Unlike applications, which are hosted by users on their own systems, services are typically deployed on servers. These can be physical systems, VMs or containers running in the cloud, or any combination of these targets.

Web services, the type that we’ve been considering, need to be deployed to a web server. When we were building projects with Spring Boot, it quietly launched a web server in the background to support us testing our application. To deploy in a production environment though, we would need to install our application in an environment where a web server is already installed.

From Spring, we can produce one of two packages:

  • WAR file: a Web Application Archive (WAR) file is a standard deployment package for services that run on a web server.
  • JAR file: produce a standalone JAR file and deploy it (see instructions above).

We’ll focus on the most common situation: packaging for distribution to a standalone web server, or cloud platform. This isn’t something that we will be doing in this course, but it’s helpful to know that there is an easy road to deploy your application in a production environment.

JAR Archives

The sections below are taken in part from the official Spring deployment documentation.

Spring Boot’s executable jars are ready-made for most popular cloud PaaS (Platform-as-a-Service) providers. These providers tend to require that you “bring your own container”. They manage application processes (not Java applications specifically), so they need an intermediary layer that adapts your application to the cloud’s notion of a running process.

Amazon Web Services (AWS)

Amazon Web Services offers multiple ways to install Spring Boot-based applications, either as traditional web applications (war) or as executable jar files with an embedded web server. The options include:

  • AWS Elastic Beanstalk
  • AWS Code Deploy
  • AWS OPS Works
  • AWS Cloud Formation
  • AWS Container Registry

As an example, AWS Elastic Beanstalk allows deploying a WAR file directly to a Tomcat Platform (a well-known web/application server), or the “Java SE Platform”. For web services, we would follow their documentation for configuring the cloud platform, and then upload the WAR file that we produce in IntelliJ.

Google Cloud

Google Cloud has several options that can be used to launch Spring Boot applications. The easiest to get started with is probably App Engine, but you could also find ways to run Spring Boot in a container with Container Engine or on a virtual machine with Compute Engine.
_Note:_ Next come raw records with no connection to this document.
//! Item-stack values: a quantity of some item or block plus free-form
//! attributes.

use attr_buffer::{WireReader, WireWrite};
use serde_json::{json, Value};

use crate::codec::{decode_entries, encode_entries, DecodeContext};
use crate::error::{AttrError, AttrResult};
use crate::resolver::{AssetLocation, ResolvedObject, Resolver, StackClass};
use crate::tree::TreeAttribute;

/// A stack of items or blocks.
///
/// Stacks built in code carry only their location. Decoded stacks also carry
/// the object the resolver found for that location.
#[derive(Clone, Debug)]
pub struct ItemStack {
    pub class: StackClass,
    pub location: AssetLocation,
    pub quantity: i32,
    pub attributes: TreeAttribute,
    resolved: Option<ResolvedObject>,
}

impl ItemStack {
    pub fn new(class: StackClass, location: AssetLocation, quantity: i32) -> Self {
        Self {
            class,
            location,
            quantity,
            attributes: TreeAttribute::new(),
            resolved: None,
        }
    }

    pub fn with_attributes(mut self, attributes: TreeAttribute) -> Self {
        self.attributes = attributes;
        self
    }

    /// The object this stack resolved to when it was decoded.
    pub fn resolved(&self) -> Option<&ResolvedObject> {
        self.resolved.as_ref()
    }

    /// Look the stack's object up through `resolver`.
    pub fn resolve(&self, resolver: &dyn Resolver) -> Option<ResolvedObject> {
        resolver.find_object_by_location(self.class, &self.location)
    }

    /// Write the stack body. The presence byte is the caller's concern.
    pub fn encode<W: WireWrite>(&self, out: &mut W) -> AttrResult<()> {
        if self.encode_head(out) {
            encode_entries(&self.attributes, out)?;
        }
        Ok(())
    }

    /// Class, location, quantity and the has-attributes flag. Returns the
    /// flag; the attributes themselves follow when it is set.
    pub(crate) fn encode_head<W: WireWrite>(&self, out: &mut W) -> bool {
        out.write_u8(self.class.to_byte());
        out.write_str(&self.location.to_string());
        out.write_i32(self.quantity);
        let has_attributes = !self.attributes.is_empty();
        out.write_bool(has_attributes);
        has_attributes
    }

    /// Read a stack body and resolve it.
    ///
    /// All of the stack's bytes are consumed before resolution, so a
    /// [`AttrError::MissingDomainReference`] leaves the reader positioned at
    /// the next value.
    pub fn decode(
        r: &mut WireReader<'_>,
        ctx: &DecodeContext<'_>,
        level: usize,
    ) -> AttrResult<Self> {
        let offset = r.position();
        let class_byte = r.read_u8()?;
        let class = StackClass::from_byte(class_byte).ok_or_else(|| AttrError::MalformedWire {
            offset,
            reason: format!("unknown item stack class {class_byte}"),
        })?;
        let location_offset = r.position();
        let location: AssetLocation = r
            .read_str()?
            .parse()
            .map_err(|_| AttrError::MalformedWire {
                offset: location_offset,
                reason: "item stack location has an empty path".into(),
            })?;
        let quantity = r.read_i32()?;
        let mut attributes = TreeAttribute::new();
        if r.read_bool()? {
            decode_entries(&mut attributes, r, ctx, level + 1)?;
        }

        let resolved = ctx
            .resolver()
            .and_then(|resolver| resolver.find_object_by_location(class, &location))
            .ok_or_else(|| AttrError::MissingDomainReference {
                location: location.to_string(),
            })?;

        Ok(Self {
            class,
            location,
            quantity,
            attributes,
            resolved: Some(resolved),
        })
    }

    /// Stack equality. With a resolver, two locations naming the same
    /// object are considered equal.
    pub fn value_equals(&self, resolver: Option<&dyn Resolver>, other: &ItemStack) -> bool {
        if self.class != other.class || self.quantity != other.quantity {
            return false;
        }
        let same_object = match resolver {
            Some(resolver) => match (self.resolve(resolver), other.resolve(resolver)) {
                (Some(a), Some(b)) => a.id == b.id,
                _ => self.location == other.location,
            },
            None => self.location == other.location,
        };
        same_object && self.attributes.equals(resolver, &other.attributes, &[])
    }

    pub fn to_json(&self) -> Value {
        json!({
            "class": self.class.to_string(),
            "location": self.location.to_string(),
            "quantity": self.quantity,
            "attributes": self.attributes.to_json(),
        })
    }

    pub fn to_text(&self) -> String {
        format!(
            "{}x {} {} {}",
            self.quantity,
            self.class,
            self.location,
            self.attributes.to_text()
        )
    }
}

impl PartialEq for ItemStack {
    fn eq(&self, other: &Self) -> bool {
        self.value_equals(None, other)
    }
}

#[cfg(test)]
mod tests {
    use super::*;
    use crate::registry::TypeRegistry;
    use crate::resolver::InMemoryResolver;
    use crate::value::Attribute;

    fn stick() -> AssetLocation {
        AssetLocation::new("game", "stick")
    }

    fn encoded(stack: &ItemStack) -> Vec<u8> {
        Attribute::from(stack.clone()).value_bytes().unwrap()
    }

    #[test]
    fn roundtrip_with_resolver() {
        let mut resolver = InMemoryResolver::new();
        let object = resolver.register(StackClass::Item, stick());
        let registry = TypeRegistry::with_builtins();
        let ctx = DecodeContext::new(&registry).with_resolver(&resolver);

        let mut extra = TreeAttribute::new();
        extra.set_int("durability", 40);
        let stack = ItemStack::new(StackClass::Item, stick(), 12).with_attributes(extra);

        let bytes = encoded(&stack);
        let mut value = Attribute::ItemStack(None);
        value
            .decode_value(&mut WireReader::new(&bytes), &ctx, 1)
            .unwrap();
        match value {
            Attribute::ItemStack(Some(decoded)) => {
                assert_eq!(decoded, stack);
                assert_eq!(decoded.resolved(), Some(&object));
                assert_eq!(decoded.attributes.get_int("durability"), Some(40));
            }
            other => panic!("expected a resolved stack, got {other:?}"),
        }
    }

    #[test]
    fn unresolved_stack_is_unavailable_not_substituted() {
        let registry = TypeRegistry::with_builtins();
        let resolver = InMemoryResolver::new();
        let ctx = DecodeContext::new(&registry).with_resolver(&resolver);

        let mut bytes = encoded(&ItemStack::new(StackClass::Block, stick(), 1));
        bytes.extend_from_slice(&[7, 0, 0, 0]);
        let mut r = WireReader::new(&bytes);
        let mut value = Attribute::ItemStack(None);
        value.decode_value(&mut r, &ctx, 1).unwrap();
        assert!(matches!(value, Attribute::ItemStack(None)));
        // the stack body was consumed; the trailing int is next
        assert_eq!(r.read_i32().unwrap(), 7);
    }

    #[test]
    fn strict_decode_reports_missing_reference() {
        let registry = TypeRegistry::with_builtins();
        let ctx = DecodeContext::new(&registry);
        let stack = ItemStack::new(StackClass::Item, stick(), 1);
        let mut body = Vec::new();
        stack.encode(&mut body).unwrap();
        let err = ItemStack::decode(&mut WireReader::new(&body), &ctx, 1).unwrap_err();
        assert_eq!(
            err,
            AttrError::MissingDomainReference {
                location: "game:stick".into()
            }
        );
    }

    #[test]
    fn unknown_class_is_malformed() {
        let registry = TypeRegistry::with_builtins();
        let ctx = DecodeContext::new(&registry);
        let err = ItemStack::decode(&mut WireReader::new(&[5]), &ctx, 1).unwrap_err();
        assert!(err.is_malformed_wire());
    }

    #[test]
    fn resolver_equates_aliased_locations() {
        let mut resolver = InMemoryResolver::new();
        let target = resolver.register(StackClass::Item, stick());
        let old = AssetLocation::new("legacy", "stick");
        resolver.alias(StackClass::Item, old.clone(), &target);

        let a = ItemStack::new(StackClass::Item, stick(), 3);
        let b = ItemStack::new(StackClass::Item, old, 3);
        assert!(!a.value_equals(None, &b));
        assert!(a.value_equals(Some(&resolver), &b));
    }

    #[test]
    fn quantity_and_class_matter() {
        let a = ItemStack::new(StackClass::Item, stick(), 3);
        assert_ne!(a, ItemStack::new(StackClass::Item, stick(), 4));
        assert_ne!(a, ItemStack::new(StackClass::Block, stick(), 3));
    }
}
To run in App Engine, you can create a project in the UI first, which sets up a unique identifier for you and also sets up HTTP routes. Add a Java app to the project and leave it empty and then use the Google Cloud SDK to push your Spring Boot app into that slot from the command line or CI build.

App Engine Standard requires you to use WAR packaging.

Standalone Service

Spring also supports running your service as a standalone application. This is very similar to what we did above, when we generated scripts and a JAR file to launch our application. For details, refer to the Spring documentation.